**What the task asks**. What lines in the entries below contain the word "impl"? Copy all of them.

**Data excerpts**.
>>>
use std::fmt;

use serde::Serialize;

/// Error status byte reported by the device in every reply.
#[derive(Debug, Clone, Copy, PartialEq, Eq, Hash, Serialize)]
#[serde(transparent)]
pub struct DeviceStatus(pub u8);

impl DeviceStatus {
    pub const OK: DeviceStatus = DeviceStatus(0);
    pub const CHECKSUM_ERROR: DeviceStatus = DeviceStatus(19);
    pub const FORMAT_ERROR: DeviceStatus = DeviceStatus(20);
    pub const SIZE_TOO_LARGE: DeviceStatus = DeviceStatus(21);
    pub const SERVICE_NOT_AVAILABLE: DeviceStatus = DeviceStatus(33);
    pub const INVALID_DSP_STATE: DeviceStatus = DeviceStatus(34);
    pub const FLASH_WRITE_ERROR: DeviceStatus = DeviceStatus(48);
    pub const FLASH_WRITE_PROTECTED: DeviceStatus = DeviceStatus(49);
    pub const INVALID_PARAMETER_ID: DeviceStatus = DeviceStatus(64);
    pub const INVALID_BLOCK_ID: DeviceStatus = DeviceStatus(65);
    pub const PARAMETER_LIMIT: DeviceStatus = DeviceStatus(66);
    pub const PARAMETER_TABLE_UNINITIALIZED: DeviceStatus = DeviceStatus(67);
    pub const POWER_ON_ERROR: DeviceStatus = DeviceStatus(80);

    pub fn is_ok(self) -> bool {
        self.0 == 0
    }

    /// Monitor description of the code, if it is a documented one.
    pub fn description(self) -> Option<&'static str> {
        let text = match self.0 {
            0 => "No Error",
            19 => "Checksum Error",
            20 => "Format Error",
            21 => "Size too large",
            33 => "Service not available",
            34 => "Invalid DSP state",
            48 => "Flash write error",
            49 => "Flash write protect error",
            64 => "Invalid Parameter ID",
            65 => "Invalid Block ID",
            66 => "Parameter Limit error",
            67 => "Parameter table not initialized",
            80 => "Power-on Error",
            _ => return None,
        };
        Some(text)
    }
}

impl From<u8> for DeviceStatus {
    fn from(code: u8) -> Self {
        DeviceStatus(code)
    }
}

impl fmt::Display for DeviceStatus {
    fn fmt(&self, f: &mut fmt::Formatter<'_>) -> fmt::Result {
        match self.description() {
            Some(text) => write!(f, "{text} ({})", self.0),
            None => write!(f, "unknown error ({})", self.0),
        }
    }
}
<<<
>>>
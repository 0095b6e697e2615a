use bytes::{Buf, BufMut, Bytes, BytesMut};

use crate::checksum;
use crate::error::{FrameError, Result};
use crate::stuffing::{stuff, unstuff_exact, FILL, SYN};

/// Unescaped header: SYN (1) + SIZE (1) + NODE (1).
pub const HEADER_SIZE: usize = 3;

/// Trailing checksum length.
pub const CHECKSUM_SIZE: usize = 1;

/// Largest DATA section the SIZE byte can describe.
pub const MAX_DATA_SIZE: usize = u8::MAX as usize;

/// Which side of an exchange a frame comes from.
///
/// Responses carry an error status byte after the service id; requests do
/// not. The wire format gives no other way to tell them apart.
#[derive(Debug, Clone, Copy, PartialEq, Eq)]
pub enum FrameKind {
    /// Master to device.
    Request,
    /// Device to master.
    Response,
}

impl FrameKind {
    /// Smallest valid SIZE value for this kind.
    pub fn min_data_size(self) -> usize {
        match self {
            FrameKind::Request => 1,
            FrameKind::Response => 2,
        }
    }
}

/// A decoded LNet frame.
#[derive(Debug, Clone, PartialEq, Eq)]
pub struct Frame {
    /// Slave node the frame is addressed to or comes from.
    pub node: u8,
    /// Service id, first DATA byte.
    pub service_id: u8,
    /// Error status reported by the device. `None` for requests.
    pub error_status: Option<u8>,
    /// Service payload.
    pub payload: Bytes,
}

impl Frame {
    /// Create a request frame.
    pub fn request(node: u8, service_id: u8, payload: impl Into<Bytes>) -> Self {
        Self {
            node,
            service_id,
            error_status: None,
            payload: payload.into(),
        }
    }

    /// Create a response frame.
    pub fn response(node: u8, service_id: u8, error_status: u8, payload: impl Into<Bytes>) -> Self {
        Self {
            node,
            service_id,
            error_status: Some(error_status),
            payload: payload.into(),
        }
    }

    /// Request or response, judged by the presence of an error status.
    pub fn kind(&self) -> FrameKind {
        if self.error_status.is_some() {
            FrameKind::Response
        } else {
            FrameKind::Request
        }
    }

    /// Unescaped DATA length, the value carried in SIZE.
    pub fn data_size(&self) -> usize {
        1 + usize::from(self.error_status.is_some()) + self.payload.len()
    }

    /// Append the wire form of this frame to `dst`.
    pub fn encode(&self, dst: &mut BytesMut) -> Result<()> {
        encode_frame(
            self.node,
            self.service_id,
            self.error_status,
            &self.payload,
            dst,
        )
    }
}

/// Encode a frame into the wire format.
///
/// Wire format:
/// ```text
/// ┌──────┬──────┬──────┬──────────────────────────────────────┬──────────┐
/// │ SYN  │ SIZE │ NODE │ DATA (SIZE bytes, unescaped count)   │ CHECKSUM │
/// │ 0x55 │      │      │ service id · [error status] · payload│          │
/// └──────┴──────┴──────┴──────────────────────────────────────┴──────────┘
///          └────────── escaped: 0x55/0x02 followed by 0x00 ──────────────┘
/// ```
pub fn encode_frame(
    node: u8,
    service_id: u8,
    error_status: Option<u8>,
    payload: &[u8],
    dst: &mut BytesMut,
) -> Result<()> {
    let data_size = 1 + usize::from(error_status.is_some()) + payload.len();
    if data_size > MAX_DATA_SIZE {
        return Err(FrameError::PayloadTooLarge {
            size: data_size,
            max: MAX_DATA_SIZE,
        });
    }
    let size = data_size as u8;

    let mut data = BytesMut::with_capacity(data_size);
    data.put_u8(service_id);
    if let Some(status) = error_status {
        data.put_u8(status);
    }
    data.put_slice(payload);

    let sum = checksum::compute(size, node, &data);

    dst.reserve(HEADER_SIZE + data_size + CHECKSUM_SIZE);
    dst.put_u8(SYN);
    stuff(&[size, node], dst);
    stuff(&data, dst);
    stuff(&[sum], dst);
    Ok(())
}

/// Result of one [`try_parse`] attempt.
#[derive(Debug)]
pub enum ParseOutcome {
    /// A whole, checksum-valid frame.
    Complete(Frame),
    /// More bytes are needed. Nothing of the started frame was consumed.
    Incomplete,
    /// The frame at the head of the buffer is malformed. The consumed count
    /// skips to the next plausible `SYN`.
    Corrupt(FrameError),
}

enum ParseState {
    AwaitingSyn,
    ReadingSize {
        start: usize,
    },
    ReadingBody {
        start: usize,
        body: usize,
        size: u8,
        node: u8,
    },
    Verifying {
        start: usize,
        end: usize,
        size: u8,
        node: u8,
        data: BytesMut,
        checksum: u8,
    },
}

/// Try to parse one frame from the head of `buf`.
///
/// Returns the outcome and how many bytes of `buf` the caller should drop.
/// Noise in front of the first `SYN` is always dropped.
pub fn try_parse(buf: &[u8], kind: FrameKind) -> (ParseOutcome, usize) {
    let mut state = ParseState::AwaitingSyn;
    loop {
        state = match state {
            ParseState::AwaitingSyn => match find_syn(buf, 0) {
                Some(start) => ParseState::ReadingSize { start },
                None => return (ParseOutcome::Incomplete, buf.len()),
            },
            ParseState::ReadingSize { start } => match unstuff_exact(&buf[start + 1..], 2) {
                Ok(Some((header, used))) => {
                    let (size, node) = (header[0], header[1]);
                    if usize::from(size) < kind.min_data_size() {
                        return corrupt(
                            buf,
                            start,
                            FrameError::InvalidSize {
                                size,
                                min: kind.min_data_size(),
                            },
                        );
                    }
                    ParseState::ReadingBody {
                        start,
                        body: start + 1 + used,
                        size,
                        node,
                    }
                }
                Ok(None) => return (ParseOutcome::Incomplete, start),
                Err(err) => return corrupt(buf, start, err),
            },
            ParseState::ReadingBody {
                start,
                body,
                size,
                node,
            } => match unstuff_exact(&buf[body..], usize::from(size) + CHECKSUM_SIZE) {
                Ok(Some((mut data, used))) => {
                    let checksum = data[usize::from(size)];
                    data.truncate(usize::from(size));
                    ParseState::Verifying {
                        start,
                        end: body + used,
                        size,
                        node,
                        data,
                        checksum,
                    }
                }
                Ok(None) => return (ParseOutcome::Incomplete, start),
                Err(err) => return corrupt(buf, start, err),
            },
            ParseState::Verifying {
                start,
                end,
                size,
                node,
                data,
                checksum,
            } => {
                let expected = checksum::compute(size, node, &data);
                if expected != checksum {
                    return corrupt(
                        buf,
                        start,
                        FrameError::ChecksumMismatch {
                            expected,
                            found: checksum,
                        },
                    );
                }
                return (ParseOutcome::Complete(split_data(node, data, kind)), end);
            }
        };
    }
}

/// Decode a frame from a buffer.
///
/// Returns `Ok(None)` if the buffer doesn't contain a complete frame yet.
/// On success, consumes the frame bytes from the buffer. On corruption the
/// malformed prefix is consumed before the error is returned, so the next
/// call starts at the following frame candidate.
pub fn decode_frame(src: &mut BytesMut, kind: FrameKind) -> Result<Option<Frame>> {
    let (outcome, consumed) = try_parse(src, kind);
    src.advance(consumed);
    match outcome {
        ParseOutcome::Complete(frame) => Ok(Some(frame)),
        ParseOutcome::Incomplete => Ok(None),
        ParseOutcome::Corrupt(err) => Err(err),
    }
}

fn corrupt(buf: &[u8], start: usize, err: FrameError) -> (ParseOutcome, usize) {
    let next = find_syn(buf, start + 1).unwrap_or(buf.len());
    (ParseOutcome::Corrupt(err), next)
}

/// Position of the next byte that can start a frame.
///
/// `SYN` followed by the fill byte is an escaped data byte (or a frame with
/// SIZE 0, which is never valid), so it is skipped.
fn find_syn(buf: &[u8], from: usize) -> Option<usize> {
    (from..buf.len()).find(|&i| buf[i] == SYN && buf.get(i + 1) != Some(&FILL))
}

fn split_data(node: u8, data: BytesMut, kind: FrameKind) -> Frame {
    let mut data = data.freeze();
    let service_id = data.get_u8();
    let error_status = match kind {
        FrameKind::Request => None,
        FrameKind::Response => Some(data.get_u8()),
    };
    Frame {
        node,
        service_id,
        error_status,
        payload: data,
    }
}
<<<
**Solution**.
impl DeviceStatus {
impl From<u8> for DeviceStatus {
impl fmt::Display for DeviceStatus {
impl FrameKind {
impl Frame {
    pub fn request(node: u8, service_id: u8, payload: impl Into<Bytes>) -> Self {
    pub fn response(node: u8, service_id: u8, error_status: u8, payload: impl Into<Bytes>) -> Self {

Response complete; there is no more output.